La política de la Concertación frente al problema indígena ha sido profundamente equivocada y dañina para todo el país. En realidad, el problema que debe abordarse con máxima prioridad es la extrema pobreza, cualesquiera sean los antepasados de quienes la sufren. En vez de eso, la Concertación optó por una visión entre racista y seudorromántica, pretendiendo preservar artificialmente una supuesta raza y cultura indígenas, en un mundo globalizado que hace impracticable tal empresa. Y, aunque lo fuera, sería indeseable no sólo para el país, sino para sus no consultados beneficiarios. Ni siquiera podría definirse qué se quiere preservar, pues lo que existe hoy no es una "cultura indígena", sino el resultado de cinco siglos de mezcla cultural.

Esta política indigenista pretende mantener a los grupos beneficiarios al margen del mundo moderno, en un colectivismo atado a tierras que sólo pueden perpetuar su extrema pobreza. Si a los afectados se les permitieran las herramientas institucionales normales para todos los chilenos, su desarrollo podría avanzar a la par.
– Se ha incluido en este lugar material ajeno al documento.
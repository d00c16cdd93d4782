//! Error types for miller-core

use thiserror::Error;

/// Result type alias for miller operations
pub type Result<T> = std::result::Result<T, Error>;

/// Failure classification for notation parsing
///
/// Both variants are deterministic and derived entirely from the input
/// string; there is no transient or retryable failure in the parser.
#[derive(Error, Debug, Clone, PartialEq, Eq)]
pub enum ParseError {
    /// Input is not framed by a recognized delimiter pair
    #[error("invalid format: use parentheses for planes, e.g. (100), or square brackets for directions, e.g. [111]")]
    InvalidFormat,

    /// Delimiters matched but no index digits were recovered
    #[error("no valid indices found")]
    NoValidIndices,
}

/// Error type for miller operations
#[derive(Error, Debug)]
pub enum Error {
    /// IO error
    #[error("IO error: {0}")]
    Io(#[from] std::io::Error),

    /// Notation parse failure
    #[error(transparent)]
    Parse(#[from] ParseError),

    /// Configuration error
    #[error("Configuration error: {0}")]
    Config(String),
}

#[cfg(test)]
mod tests {
    use super::*;
    use crate::notation::parse;

    #[test]
    fn test_parse_error_propagates_as_crate_error() {
        fn classify(input: &str) -> Result<&'static str> {
            let notation = parse(input)?;
            Ok(notation.kind())
        }

        assert_eq!(classify("(100)").unwrap(), "plane");

        let err = classify("100").unwrap_err();
        assert!(matches!(err, Error::Parse(ParseError::InvalidFormat)));
        assert_eq!(err.to_string(), ParseError::InvalidFormat.to_string());
    }
}
//! Miller index notation parser

use crate::error::ParseError;

/// A parsed crystallographic notation
#[derive(Debug, Clone, PartialEq)]
pub enum Notation {
    /// A lattice plane, e.g. `(100)`
    Plane {
        /// Signed Miller indices in left-to-right scan order (axis order)
        indices: Vec<i32>,
        /// Per-axis intercepts for visualization, aligned with `indices`
        intercepts: Vec<f64>,
    },
    /// A lattice direction, e.g. `[111]`
    Direction {
        /// Signed Miller indices in left-to-right scan order (axis order)
        indices: Vec<i32>,
    },
}

impl Notation {
    /// Name of the notation kind, matching the wire discriminant
    pub fn kind(&self) -> &'static str {
        match self {
            Notation::Plane { .. } => "plane",
            Notation::Direction { .. } => "direction",
        }
    }

    /// Parsed indices in axis order
    pub fn indices(&self) -> &[i32] {
        match self {
            Notation::Plane { indices, .. } => indices,
            Notation::Direction { indices } => indices,
        }
    }
}

/// Parse a Miller index notation string.
///
/// Surrounding whitespace is ignored. `(...)` denotes a plane and `[...]`
/// a direction; any other framing is rejected. The interior is scanned for
/// single-digit indices, each optionally preceded by `-`; every other
/// character is skipped. Plane results carry one intercept per index: the
/// reciprocal `1/index`, or `0.5` for a zero index so a plane parallel to
/// that axis still renders centered.
///
/// Only single-digit magnitudes are recognized: `(12)` parses as the two
/// indices `[1, 2]`, never as twelve.
///
/// # Examples
///
/// ```
/// use miller_core::parse;
///
/// let plane = parse("(100)").unwrap();
/// assert_eq!(plane.indices(), &[1, 0, 0]);
///
/// let direction = parse("[111]").unwrap();
/// assert_eq!(direction.kind(), "direction");
/// ```
pub fn parse(input: &str) -> Result<Notation, ParseError> {
    let input = input.trim();

    let notation = if let Some(content) = delimited(input, '(', ')') {
        let indices = scan_indices(content);
        if indices.is_empty() {
            return Err(ParseError::NoValidIndices);
        }
        let intercepts = indices.iter().map(|&v| intercept(v)).collect();
        Notation::Plane { indices, intercepts }
    } else if let Some(content) = delimited(input, '[', ']') {
        let indices = scan_indices(content);
        if indices.is_empty() {
            return Err(ParseError::NoValidIndices);
        }
        Notation::Direction { indices }
    } else {
        return Err(ParseError::InvalidFormat);
    };

    tracing::debug!(
        kind = notation.kind(),
        count = notation.indices().len(),
        "parsed notation"
    );

    Ok(notation)
}

/// Strip exactly one leading `open` and one trailing `close`, if both are present
fn delimited(input: &str, open: char, close: char) -> Option<&str> {
    input.strip_prefix(open)?.strip_suffix(close)
}

/// Scan signed single-digit index tokens left to right.
///
/// A `-` binds to the immediately following character and both are consumed:
/// a digit emits its negated value, anything else emits nothing (the sign is
/// silently dropped). A bare digit emits its positive value. All other
/// characters are skipped without error.
fn scan_indices(content: &str) -> Vec<i32> {
    let mut indices = Vec::new();
    let mut chars = content.chars();

    while let Some(c) = chars.next() {
        let (digit, negative) = match c {
            '-' => match chars.next() {
                Some(d) if d.is_ascii_digit() => (d, true),
                _ => continue,
            },
            d if d.is_ascii_digit() => (d, false),
            _ => continue,
        };

        let value = i32::from(digit as u8 - b'0');
        indices.push(if negative { -value } else { value });
    }

    indices
}

/// Axis intercept for a plane index: the reciprocal, with a fixed `0.5`
/// sentinel for a zero index
fn intercept(index: i32) -> f64 {
    if index != 0 {
        1.0 / f64::from(index)
    } else {
        0.5
    }
}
Pero, advirtiendo la debilidad y confusión de las autoridades, buscan, como cualquier persona, su mayor beneficio y hacen exigencias que trastornan gravemente el orden social, jurídico y económico del país. Además, apoyados algunos núcleos de ellos por instancias internacionales, ideologizadas e instrumentalizadas desde la izquierda, y tal vez en ciertos casos por intereses foráneos contrapuestos a los nacionales, ciertos grupos calificados como indígenas han venido desplegando una creciente violencia. El pasado miércoles, en Temuco, unos 500 de ellos atacaron sin provocación a Carabineros, la Intendencia, bienes públicos y privados, levantaron barricadas y saquearon una gasolinera para elaborar artefactos incendiarios. Tales disturbios tuvieron un saldo de 14 policías lesionados, un transeúnte herido y 120 detenidos, además de daños millonarios. Se adujo una protesta contra la reforma procesal penal, que, naturalmente, se está aplicando respecto de los múltiples y graves delitos en que incurren los mapuches. Pero tal motivo es falaz, pues también el antiguo sistema procesal se aplicaría contra tales hechos, sólo que con la ineficacia que le es propia. Y si no se aplicara ningún sistema judicial, significaría que el Estado habría abdicado de su soberanía sobre estos grupos y estaría concediendo la "autodeterminación" que ellos exigen. Así, la unidad del país estaría en jaque.

El Gobierno cosecha, pues, lo que sembró, pero todo el país paga por su enorme error y su obstinación en mantenerlo. En particular, sufre las consecuencias la propia IX Región, cuyas posibilidades de desarrollo, con políticas sensatas, son considerables. Muestra de ello es que, mientras todo lo anterior ocurre, el sector privado, impulsado por algunos funcionarios públicos de mentalidad moderna, en una singular alianza en el seno de la Corporación de Desarrollo Productivo de La Araucanía, avanzan en la creación de un enclave industrial moderno, en el que participan gremios empresariales, universidades y entidades públicas locales: en 430 hectáreas, entre Temuco y Lautaro, debe operar el primer Parque Industrial y Tecnológico de la IX Región, donde podría instalarse más de un centenar de empresas, cumpliendo rigurosas exigencias ambientales. Frente a los desmanes comentados, se trata de un contraste paradójico, pero esperanzador.